** Information supplied follows **

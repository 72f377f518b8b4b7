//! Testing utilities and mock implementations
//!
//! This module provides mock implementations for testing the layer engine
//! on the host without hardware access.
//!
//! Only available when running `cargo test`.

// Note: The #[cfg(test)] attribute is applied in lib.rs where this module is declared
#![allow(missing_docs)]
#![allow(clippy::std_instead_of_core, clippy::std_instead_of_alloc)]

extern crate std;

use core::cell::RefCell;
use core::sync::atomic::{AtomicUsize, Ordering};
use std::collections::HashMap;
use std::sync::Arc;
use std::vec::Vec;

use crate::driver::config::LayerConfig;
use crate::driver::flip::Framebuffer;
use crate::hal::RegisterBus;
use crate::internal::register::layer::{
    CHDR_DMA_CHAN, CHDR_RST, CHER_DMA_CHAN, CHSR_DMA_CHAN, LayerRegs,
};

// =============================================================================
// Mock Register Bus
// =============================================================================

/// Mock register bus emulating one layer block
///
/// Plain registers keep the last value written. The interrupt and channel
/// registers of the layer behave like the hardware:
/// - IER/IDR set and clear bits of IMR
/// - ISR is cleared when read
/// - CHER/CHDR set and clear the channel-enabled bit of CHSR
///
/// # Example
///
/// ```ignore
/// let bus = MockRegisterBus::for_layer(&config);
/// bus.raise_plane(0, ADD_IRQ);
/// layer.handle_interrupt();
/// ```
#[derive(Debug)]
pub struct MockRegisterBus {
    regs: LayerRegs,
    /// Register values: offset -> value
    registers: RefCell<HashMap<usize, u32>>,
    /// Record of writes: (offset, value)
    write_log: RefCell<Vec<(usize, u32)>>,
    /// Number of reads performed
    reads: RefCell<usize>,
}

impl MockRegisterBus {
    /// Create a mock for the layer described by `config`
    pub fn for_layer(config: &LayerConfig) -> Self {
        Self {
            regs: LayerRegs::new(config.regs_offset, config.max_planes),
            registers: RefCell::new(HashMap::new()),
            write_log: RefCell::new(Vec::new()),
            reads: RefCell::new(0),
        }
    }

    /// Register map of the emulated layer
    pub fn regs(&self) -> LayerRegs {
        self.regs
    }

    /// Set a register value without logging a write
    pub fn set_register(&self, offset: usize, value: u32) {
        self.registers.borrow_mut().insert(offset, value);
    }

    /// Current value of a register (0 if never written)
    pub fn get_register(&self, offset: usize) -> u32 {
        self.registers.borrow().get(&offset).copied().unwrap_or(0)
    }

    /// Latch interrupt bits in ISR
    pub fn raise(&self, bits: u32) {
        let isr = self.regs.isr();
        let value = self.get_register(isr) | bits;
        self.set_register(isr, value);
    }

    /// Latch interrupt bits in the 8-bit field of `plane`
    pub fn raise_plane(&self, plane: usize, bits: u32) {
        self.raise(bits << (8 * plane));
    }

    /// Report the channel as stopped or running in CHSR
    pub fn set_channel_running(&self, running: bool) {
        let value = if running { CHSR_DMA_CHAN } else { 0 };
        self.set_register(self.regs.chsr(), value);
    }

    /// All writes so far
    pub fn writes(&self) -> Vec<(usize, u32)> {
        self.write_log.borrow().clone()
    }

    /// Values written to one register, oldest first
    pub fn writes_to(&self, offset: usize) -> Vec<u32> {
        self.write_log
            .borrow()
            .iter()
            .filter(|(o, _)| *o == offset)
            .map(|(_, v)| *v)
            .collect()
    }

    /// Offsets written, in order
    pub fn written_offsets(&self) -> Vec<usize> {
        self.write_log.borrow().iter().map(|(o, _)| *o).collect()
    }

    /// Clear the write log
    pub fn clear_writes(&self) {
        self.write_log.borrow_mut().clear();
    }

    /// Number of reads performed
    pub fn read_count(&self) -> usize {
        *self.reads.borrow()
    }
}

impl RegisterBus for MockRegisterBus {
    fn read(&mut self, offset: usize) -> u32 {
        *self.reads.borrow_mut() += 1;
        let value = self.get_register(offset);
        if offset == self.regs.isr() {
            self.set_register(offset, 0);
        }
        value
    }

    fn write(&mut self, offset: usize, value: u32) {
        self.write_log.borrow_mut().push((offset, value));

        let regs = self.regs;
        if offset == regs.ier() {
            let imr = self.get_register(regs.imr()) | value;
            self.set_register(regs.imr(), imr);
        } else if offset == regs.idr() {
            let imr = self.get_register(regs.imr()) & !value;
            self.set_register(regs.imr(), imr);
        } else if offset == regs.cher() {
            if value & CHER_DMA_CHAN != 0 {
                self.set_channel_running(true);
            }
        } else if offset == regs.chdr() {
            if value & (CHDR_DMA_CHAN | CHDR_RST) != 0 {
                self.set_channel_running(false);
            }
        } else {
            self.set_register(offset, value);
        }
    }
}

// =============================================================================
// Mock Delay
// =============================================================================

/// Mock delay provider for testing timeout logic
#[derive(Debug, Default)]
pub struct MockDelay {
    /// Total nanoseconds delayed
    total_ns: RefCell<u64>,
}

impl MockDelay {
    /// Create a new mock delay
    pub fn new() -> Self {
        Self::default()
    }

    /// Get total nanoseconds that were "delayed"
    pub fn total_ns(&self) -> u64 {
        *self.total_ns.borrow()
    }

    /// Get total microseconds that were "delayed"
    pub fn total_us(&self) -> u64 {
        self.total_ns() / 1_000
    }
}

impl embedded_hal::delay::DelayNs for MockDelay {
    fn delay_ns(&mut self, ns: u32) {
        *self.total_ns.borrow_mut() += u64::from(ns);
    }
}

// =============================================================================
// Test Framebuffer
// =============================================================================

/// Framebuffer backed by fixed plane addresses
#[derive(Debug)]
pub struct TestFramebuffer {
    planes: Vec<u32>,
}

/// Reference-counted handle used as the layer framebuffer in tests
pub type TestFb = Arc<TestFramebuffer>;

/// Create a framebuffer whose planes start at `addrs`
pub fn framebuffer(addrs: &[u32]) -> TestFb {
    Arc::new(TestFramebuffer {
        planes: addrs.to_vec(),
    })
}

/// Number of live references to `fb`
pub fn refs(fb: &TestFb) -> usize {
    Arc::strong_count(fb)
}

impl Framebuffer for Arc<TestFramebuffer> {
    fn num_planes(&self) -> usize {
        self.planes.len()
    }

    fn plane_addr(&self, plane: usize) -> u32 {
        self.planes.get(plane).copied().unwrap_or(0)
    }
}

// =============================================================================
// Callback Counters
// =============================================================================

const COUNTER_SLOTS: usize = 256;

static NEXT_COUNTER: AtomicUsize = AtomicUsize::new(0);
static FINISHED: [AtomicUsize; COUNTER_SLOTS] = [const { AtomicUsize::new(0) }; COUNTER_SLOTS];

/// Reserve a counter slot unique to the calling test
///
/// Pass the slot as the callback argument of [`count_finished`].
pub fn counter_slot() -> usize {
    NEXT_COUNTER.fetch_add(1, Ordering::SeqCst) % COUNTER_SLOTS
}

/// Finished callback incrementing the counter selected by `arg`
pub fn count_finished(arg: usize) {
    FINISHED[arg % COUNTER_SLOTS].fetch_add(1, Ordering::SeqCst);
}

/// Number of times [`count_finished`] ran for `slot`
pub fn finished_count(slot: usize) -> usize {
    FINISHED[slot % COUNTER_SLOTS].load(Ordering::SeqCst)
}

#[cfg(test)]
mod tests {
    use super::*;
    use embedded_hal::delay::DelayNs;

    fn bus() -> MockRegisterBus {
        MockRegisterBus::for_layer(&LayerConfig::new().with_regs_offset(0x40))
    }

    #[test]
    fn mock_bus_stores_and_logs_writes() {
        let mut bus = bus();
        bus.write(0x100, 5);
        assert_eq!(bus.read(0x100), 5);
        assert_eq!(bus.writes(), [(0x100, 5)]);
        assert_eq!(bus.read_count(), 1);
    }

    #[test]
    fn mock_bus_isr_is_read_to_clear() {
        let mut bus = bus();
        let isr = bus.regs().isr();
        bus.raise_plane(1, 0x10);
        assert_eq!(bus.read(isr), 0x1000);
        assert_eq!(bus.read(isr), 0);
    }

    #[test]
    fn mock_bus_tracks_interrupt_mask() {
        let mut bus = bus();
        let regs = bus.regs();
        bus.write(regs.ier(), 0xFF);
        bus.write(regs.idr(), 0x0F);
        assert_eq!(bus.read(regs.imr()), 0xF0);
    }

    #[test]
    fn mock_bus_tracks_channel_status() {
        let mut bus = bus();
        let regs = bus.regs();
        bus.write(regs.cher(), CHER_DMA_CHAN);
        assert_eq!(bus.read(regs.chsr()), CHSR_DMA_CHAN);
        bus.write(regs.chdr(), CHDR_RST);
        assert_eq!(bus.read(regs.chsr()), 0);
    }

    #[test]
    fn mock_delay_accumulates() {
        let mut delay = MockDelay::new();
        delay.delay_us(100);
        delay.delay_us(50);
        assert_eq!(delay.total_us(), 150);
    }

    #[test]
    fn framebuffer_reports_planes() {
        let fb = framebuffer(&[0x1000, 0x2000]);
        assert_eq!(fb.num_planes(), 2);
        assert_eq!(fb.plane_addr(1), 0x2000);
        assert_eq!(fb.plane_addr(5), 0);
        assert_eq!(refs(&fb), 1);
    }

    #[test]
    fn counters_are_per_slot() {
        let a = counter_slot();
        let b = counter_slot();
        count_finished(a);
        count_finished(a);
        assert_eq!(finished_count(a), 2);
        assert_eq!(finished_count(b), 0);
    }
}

** End of Information supplied **
** Information supplied follows **

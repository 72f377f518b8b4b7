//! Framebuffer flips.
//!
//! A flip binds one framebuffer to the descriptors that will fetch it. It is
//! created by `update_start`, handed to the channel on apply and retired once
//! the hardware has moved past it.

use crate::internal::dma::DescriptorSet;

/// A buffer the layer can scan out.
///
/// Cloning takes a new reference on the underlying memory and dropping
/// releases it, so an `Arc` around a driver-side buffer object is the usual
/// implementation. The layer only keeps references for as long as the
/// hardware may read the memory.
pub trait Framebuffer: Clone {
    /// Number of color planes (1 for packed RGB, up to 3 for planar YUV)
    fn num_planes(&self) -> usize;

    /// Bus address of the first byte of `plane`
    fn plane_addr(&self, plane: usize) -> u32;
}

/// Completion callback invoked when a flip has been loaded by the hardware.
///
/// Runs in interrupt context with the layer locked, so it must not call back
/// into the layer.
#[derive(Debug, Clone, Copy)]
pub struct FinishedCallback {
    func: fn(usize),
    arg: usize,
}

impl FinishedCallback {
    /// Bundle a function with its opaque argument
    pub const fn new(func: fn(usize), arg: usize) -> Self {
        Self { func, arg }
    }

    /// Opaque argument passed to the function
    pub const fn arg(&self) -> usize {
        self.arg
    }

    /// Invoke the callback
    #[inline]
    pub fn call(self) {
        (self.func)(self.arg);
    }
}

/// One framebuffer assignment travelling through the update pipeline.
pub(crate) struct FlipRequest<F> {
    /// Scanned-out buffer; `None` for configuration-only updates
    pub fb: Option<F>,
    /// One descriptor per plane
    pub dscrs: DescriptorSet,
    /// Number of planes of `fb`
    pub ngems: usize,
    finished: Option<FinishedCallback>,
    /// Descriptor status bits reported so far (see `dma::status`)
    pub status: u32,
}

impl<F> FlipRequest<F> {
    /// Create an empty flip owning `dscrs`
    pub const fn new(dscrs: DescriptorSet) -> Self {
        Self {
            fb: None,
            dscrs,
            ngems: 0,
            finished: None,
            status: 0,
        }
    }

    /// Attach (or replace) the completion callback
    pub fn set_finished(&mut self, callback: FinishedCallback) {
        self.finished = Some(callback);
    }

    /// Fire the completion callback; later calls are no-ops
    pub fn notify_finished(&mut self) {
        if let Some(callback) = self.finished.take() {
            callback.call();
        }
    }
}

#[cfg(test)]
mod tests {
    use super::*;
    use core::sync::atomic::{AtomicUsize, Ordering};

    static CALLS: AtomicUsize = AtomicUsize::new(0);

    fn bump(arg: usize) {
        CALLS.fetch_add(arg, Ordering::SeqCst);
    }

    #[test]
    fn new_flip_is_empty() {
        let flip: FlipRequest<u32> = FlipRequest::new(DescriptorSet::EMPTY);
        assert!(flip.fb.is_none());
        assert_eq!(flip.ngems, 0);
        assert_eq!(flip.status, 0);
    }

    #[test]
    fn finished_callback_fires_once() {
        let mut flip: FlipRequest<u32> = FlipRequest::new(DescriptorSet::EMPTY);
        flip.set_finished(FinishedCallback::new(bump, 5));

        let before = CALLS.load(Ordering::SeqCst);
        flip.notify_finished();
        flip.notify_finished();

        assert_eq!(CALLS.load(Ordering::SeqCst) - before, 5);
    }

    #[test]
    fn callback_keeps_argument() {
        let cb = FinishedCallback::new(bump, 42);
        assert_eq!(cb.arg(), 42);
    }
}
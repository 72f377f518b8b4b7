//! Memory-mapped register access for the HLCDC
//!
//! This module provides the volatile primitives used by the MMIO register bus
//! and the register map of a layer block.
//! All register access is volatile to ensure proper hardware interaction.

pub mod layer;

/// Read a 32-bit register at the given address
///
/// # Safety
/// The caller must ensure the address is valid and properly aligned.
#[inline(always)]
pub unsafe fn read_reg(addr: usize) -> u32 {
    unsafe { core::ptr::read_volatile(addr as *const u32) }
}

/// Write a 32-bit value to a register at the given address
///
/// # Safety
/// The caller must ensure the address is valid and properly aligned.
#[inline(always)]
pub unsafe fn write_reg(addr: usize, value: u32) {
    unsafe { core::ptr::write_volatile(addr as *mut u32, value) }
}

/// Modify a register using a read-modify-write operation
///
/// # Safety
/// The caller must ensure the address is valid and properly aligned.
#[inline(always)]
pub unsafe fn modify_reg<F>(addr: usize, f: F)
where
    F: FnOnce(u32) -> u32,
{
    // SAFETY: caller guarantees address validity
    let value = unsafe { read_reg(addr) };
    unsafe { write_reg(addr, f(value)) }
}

** End of Information supplied **

Work order →
Lines holding the word "references" are the answer; copy each one from the records above.

Answer to the exercise →
/// Number of live references to `fb`
/// implementation. The layer only keeps references for as long as the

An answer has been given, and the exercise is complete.